Content starts

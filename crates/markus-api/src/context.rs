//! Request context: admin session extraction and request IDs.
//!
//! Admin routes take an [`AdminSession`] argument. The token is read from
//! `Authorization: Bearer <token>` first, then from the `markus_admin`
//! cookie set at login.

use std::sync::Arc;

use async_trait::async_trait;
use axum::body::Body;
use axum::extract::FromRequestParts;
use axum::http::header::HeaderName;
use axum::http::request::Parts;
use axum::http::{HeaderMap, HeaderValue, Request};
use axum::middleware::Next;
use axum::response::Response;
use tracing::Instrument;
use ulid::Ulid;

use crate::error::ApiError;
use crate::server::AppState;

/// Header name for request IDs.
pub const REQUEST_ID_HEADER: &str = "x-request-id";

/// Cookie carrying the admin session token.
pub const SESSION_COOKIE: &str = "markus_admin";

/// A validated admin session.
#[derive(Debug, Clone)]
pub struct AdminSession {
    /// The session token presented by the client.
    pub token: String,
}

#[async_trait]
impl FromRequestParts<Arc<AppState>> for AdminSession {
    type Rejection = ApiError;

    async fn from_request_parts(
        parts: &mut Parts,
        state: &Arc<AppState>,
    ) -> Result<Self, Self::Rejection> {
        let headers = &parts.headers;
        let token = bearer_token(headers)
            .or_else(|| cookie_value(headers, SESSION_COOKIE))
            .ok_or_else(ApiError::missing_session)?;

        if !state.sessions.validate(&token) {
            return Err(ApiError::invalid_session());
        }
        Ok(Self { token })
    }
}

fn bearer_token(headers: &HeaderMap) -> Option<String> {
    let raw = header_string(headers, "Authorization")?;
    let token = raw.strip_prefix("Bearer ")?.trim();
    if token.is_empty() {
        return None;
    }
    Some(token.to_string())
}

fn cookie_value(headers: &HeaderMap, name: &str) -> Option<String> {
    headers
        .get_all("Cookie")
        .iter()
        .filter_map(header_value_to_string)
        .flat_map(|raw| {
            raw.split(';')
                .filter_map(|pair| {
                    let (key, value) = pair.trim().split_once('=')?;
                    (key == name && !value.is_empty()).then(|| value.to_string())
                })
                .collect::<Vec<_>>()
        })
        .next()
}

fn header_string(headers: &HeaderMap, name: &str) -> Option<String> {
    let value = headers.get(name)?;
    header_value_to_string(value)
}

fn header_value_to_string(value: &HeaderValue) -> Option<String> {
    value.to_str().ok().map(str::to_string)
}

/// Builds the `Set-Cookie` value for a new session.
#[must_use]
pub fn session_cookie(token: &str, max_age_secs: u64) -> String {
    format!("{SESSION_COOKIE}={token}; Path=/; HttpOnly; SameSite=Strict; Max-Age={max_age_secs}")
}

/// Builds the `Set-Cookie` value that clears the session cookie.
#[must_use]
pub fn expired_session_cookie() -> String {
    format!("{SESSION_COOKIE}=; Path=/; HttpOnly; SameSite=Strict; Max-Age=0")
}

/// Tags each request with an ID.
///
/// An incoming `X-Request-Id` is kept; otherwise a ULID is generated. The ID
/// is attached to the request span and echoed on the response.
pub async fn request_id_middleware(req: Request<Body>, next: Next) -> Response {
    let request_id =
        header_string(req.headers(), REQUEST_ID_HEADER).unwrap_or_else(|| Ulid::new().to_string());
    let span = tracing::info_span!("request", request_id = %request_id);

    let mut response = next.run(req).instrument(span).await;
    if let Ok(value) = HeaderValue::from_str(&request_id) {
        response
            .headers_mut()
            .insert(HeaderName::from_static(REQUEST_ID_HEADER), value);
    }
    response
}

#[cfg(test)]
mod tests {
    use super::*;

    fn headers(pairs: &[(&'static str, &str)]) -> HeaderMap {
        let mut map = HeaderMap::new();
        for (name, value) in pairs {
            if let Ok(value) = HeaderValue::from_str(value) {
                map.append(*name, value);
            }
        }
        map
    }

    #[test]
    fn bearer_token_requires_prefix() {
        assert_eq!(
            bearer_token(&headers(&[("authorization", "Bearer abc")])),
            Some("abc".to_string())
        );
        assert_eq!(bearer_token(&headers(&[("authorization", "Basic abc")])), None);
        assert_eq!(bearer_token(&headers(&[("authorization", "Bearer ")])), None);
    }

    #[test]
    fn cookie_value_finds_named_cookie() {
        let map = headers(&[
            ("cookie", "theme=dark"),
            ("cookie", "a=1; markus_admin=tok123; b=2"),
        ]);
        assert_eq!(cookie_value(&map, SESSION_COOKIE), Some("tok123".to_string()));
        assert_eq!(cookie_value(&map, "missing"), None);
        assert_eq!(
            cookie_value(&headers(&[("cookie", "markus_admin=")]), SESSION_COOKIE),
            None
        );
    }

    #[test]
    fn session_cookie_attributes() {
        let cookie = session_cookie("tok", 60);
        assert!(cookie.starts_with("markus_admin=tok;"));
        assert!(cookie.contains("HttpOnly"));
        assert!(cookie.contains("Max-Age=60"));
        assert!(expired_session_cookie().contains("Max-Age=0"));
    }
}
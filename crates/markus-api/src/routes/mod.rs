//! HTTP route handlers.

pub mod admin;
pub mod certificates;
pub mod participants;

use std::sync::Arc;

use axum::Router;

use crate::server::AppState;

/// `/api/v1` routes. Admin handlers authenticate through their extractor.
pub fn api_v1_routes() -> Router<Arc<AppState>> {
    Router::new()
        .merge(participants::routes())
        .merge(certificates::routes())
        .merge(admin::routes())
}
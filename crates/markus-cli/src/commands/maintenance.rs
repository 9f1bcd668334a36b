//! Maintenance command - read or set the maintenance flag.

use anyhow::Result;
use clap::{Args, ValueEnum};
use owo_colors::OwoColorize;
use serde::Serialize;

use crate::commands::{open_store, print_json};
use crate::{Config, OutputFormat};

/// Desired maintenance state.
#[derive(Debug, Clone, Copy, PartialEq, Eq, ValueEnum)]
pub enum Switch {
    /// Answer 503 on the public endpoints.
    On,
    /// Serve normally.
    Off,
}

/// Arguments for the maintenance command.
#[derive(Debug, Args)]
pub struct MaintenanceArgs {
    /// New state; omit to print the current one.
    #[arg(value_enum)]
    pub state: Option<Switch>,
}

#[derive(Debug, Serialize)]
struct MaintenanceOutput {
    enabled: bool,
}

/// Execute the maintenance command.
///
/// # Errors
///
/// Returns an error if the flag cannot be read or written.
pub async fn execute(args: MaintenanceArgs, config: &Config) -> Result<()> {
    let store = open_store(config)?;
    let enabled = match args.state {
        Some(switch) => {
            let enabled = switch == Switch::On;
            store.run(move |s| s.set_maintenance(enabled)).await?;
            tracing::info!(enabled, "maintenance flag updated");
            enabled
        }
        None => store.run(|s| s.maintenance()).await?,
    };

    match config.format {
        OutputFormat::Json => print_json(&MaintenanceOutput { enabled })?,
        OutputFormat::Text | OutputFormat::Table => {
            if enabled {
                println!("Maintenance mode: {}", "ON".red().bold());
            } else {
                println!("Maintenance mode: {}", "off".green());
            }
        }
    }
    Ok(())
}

Content ends
Content starts

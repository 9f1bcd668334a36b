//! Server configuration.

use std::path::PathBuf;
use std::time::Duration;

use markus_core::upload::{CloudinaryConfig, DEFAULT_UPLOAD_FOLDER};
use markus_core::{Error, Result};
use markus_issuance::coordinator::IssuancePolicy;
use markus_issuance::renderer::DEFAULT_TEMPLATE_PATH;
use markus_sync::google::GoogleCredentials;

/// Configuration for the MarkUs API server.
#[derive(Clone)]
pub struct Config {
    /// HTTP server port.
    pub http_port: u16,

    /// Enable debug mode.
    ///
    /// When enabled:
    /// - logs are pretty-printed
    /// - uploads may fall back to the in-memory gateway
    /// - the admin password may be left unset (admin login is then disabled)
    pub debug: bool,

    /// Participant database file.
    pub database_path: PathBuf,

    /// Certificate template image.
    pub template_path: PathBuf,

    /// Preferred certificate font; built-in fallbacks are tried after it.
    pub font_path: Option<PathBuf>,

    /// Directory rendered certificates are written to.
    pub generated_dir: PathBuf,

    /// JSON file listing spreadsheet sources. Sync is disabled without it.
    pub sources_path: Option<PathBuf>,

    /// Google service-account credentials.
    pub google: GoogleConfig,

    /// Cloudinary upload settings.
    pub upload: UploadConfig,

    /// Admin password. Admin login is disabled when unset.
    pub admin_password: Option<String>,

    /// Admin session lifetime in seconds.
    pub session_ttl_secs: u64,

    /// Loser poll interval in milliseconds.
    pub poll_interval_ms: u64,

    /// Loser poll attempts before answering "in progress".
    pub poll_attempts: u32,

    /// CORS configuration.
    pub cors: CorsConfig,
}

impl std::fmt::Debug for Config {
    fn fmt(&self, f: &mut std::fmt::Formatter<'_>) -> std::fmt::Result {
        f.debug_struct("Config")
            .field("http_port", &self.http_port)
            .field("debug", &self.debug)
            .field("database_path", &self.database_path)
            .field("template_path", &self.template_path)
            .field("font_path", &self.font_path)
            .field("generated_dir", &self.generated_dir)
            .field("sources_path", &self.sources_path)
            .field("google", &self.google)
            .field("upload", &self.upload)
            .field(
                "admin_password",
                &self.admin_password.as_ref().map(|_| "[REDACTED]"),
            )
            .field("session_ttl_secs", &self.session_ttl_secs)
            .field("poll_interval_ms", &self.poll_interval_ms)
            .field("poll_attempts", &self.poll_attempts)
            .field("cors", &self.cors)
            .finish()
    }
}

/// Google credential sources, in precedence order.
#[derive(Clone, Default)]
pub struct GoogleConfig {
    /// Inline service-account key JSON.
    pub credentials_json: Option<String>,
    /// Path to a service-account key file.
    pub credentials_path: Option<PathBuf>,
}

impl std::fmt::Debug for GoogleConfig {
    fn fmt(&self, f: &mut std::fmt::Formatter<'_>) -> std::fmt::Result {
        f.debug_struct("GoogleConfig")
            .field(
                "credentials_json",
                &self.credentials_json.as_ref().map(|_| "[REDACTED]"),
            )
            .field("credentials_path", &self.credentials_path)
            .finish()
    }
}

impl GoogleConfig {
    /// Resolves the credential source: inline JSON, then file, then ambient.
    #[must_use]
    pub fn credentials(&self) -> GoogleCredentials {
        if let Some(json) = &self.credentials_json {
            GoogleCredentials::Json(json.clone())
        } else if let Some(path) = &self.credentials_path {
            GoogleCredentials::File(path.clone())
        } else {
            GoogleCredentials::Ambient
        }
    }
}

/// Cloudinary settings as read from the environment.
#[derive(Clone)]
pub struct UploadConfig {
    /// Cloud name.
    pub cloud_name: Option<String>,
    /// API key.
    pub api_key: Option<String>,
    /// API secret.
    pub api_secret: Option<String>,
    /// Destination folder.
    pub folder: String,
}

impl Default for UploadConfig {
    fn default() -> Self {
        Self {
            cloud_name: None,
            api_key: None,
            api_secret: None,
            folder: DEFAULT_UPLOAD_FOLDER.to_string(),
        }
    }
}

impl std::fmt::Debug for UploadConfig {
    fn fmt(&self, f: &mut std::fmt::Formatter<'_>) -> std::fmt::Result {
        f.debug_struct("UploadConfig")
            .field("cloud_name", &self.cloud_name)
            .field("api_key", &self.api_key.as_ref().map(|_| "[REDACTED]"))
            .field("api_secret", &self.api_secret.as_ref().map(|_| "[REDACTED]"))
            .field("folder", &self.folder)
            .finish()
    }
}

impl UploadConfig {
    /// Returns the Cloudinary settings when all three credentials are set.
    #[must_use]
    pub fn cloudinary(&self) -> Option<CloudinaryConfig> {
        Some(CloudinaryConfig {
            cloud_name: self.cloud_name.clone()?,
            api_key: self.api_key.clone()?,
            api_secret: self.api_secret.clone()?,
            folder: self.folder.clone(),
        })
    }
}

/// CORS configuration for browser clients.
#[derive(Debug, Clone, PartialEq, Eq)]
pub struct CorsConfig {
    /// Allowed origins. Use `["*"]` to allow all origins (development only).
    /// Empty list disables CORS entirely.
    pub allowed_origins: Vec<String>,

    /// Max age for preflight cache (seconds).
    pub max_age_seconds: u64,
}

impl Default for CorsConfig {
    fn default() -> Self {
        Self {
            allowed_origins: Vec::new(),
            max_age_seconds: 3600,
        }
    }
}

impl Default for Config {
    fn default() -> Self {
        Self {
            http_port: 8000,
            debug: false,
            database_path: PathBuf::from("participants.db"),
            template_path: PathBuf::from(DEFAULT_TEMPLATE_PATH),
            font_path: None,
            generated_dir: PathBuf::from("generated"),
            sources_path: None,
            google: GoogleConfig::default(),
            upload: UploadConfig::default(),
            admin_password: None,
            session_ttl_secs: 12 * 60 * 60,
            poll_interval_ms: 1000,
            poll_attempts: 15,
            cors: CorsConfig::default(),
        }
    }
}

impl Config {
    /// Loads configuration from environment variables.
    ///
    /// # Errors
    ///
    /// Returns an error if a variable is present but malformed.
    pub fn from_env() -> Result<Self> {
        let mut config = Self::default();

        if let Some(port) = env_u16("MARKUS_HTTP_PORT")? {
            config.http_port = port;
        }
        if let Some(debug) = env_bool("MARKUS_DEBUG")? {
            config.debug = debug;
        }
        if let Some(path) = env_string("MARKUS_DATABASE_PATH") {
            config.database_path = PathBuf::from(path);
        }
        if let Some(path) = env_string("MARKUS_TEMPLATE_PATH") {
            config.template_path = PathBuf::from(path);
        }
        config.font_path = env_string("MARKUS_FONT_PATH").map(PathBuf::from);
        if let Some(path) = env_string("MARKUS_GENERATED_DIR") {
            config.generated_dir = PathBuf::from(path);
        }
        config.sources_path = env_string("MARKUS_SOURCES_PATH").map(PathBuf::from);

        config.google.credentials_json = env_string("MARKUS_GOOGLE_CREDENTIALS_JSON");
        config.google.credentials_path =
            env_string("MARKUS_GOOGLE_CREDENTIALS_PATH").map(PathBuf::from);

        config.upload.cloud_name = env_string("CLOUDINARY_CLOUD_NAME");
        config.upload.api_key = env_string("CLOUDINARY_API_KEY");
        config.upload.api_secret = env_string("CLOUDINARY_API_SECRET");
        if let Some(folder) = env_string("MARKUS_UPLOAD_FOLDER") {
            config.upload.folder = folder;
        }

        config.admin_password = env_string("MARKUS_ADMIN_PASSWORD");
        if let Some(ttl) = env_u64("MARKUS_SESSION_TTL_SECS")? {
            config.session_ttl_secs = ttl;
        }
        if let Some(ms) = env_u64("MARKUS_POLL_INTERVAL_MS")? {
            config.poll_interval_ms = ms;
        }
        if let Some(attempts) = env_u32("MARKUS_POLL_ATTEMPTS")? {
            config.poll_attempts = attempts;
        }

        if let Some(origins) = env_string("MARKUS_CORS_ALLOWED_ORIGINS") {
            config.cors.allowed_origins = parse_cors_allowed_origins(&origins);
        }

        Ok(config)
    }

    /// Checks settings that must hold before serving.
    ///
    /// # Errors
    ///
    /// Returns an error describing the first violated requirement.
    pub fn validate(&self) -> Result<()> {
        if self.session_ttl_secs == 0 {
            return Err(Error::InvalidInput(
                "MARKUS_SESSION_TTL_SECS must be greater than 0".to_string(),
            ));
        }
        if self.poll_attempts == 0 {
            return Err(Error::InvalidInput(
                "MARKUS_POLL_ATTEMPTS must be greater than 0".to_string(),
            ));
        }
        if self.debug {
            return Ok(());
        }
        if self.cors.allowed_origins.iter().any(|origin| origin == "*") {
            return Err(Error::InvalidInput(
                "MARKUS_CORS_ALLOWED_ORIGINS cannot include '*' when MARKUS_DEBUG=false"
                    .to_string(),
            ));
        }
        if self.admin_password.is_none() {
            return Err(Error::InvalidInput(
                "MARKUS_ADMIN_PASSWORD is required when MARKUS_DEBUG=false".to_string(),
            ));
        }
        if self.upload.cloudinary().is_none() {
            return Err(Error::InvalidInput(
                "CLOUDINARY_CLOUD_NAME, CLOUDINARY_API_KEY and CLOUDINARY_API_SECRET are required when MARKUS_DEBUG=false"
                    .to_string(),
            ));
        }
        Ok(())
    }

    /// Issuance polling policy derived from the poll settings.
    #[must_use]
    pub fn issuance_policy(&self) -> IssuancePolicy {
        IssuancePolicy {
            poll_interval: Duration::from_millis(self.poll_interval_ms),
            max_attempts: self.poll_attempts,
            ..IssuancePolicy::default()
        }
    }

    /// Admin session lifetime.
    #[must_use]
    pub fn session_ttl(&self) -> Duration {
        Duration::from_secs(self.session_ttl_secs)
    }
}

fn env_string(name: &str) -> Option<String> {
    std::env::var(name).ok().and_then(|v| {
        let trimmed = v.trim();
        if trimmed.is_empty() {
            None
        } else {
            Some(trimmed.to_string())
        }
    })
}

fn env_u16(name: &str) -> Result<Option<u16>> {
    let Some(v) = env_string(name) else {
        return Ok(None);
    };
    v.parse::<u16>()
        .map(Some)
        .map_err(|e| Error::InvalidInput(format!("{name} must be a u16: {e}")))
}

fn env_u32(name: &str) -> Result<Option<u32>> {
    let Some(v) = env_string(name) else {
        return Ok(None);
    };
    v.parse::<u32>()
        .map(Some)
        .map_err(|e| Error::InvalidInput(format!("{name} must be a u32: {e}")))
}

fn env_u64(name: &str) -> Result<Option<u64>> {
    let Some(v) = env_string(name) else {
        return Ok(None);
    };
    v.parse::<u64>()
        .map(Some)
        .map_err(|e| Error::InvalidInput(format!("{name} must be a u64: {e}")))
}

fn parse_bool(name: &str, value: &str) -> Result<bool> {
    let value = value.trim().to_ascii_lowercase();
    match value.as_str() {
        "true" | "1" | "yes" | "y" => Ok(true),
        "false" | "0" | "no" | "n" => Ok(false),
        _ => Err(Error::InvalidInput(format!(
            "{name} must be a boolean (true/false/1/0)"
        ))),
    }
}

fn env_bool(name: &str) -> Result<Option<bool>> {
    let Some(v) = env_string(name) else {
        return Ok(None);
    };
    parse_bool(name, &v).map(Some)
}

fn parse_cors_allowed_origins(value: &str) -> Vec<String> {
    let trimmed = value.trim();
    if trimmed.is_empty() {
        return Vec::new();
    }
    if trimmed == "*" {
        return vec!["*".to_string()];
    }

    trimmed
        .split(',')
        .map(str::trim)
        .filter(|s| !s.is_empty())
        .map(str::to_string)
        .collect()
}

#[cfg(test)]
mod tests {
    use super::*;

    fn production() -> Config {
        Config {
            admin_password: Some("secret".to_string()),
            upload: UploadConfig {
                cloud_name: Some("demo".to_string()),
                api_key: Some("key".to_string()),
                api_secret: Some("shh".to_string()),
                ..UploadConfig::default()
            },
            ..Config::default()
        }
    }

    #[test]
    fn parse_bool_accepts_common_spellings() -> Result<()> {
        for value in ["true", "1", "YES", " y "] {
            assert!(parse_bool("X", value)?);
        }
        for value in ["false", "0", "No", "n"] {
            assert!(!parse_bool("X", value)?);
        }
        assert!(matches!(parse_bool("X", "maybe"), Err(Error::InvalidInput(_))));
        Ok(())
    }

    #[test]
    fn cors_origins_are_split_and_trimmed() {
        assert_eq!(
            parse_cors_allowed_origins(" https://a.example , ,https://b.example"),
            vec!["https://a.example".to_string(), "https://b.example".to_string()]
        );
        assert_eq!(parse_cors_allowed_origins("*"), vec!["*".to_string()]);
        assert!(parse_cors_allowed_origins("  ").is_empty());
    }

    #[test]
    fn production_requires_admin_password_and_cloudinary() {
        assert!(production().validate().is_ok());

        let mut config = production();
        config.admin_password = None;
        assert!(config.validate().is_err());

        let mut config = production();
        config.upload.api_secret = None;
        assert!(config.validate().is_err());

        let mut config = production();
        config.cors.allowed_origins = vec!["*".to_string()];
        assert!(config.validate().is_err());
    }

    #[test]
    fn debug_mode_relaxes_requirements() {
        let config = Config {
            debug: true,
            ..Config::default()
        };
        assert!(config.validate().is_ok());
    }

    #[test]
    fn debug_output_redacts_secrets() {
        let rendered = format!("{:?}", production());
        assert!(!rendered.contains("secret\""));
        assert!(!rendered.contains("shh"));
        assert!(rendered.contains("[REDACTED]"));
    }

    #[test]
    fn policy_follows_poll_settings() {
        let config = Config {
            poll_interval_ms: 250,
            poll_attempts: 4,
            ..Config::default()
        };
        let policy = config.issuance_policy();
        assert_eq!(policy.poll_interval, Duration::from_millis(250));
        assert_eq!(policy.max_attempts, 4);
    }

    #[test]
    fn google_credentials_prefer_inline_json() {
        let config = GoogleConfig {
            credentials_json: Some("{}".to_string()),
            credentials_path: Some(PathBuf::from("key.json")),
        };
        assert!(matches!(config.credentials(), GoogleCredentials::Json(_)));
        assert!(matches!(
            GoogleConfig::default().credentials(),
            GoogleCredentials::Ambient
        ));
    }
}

Content ends

Work task:
Among the lines above, find the one with "filename crates/markus-api/src/context.rs" and the one with "fn bearer_token(headers: &HeaderMap)". Quote both and everything between them, exactly.

Solution for this task:
filename crates/markus-api/src/context.rs
//! Request context: admin session extraction and request IDs.
//!
//! Admin routes take an [`AdminSession`] argument. The token is read from
//! `Authorization: Bearer <token>` first, then from the `markus_admin`
//! cookie set at login.

use std::sync::Arc;

use async_trait::async_trait;
use axum::body::Body;
use axum::extract::FromRequestParts;
use axum::http::header::HeaderName;
use axum::http::request::Parts;
use axum::http::{HeaderMap, HeaderValue, Request};
use axum::middleware::Next;
use axum::response::Response;
use tracing::Instrument;
use ulid::Ulid;

use crate::error::ApiError;
use crate::server::AppState;

/// Header name for request IDs.
pub const REQUEST_ID_HEADER: &str = "x-request-id";

/// Cookie carrying the admin session token.
pub const SESSION_COOKIE: &str = "markus_admin";

/// A validated admin session.
#[derive(Debug, Clone)]
pub struct AdminSession {
    /// The session token presented by the client.
    pub token: String,
}

#[async_trait]
impl FromRequestParts<Arc<AppState>> for AdminSession {
    type Rejection = ApiError;

    async fn from_request_parts(
        parts: &mut Parts,
        state: &Arc<AppState>,
    ) -> Result<Self, Self::Rejection> {
        let headers = &parts.headers;
        let token = bearer_token(headers)
            .or_else(|| cookie_value(headers, SESSION_COOKIE))
            .ok_or_else(ApiError::missing_session)?;

        if !state.sessions.validate(&token) {
            return Err(ApiError::invalid_session());
        }
        Ok(Self { token })
    }
}

fn bearer_token(headers: &HeaderMap) -> Option<String> {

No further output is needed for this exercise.